[Start of section]

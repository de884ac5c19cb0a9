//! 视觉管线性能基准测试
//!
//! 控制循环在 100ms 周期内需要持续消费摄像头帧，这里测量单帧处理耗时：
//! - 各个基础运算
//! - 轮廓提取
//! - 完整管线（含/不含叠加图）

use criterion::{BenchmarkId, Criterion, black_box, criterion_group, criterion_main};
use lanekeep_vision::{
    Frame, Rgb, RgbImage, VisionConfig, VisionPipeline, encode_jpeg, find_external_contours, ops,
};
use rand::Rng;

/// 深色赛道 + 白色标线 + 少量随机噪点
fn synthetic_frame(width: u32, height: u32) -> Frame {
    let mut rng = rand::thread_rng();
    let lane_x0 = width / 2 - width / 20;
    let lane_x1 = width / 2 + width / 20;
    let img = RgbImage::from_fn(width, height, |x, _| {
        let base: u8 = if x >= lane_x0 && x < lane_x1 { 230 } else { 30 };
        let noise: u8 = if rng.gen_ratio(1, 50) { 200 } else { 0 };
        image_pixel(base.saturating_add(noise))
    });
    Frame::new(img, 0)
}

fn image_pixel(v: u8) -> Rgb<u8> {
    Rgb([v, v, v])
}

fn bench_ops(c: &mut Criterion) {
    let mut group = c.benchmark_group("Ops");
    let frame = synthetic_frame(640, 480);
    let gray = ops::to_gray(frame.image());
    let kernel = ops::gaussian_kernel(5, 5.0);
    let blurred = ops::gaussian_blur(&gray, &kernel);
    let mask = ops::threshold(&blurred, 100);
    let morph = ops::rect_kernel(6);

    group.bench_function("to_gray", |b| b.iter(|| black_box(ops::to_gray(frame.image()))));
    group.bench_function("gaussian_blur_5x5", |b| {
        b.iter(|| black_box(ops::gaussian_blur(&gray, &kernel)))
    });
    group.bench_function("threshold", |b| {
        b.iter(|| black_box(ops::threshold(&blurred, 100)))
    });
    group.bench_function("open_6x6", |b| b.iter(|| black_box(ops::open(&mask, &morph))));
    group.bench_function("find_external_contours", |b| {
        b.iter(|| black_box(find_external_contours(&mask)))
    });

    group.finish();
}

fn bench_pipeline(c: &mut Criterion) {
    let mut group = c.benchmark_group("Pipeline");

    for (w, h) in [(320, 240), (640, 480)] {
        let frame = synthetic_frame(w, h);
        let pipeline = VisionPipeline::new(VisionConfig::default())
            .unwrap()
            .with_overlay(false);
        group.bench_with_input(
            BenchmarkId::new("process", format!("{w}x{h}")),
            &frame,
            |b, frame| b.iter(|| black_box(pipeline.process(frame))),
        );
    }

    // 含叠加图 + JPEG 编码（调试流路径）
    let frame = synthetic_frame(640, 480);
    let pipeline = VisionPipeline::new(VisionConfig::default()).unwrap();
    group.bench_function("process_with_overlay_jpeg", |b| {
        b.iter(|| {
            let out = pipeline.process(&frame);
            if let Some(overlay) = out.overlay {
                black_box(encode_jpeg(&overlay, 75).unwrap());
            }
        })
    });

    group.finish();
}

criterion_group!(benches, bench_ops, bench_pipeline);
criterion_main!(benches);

[End of section]

→ Prompt
Collect from the data above every line that includes "blurred".

→ Solution to the exercise
    let blurred = ops::gaussian_blur(&gray, &kernel);
    let mask = ops::threshold(&blurred, 100);
        b.iter(|| black_box(ops::threshold(&blurred, 100)))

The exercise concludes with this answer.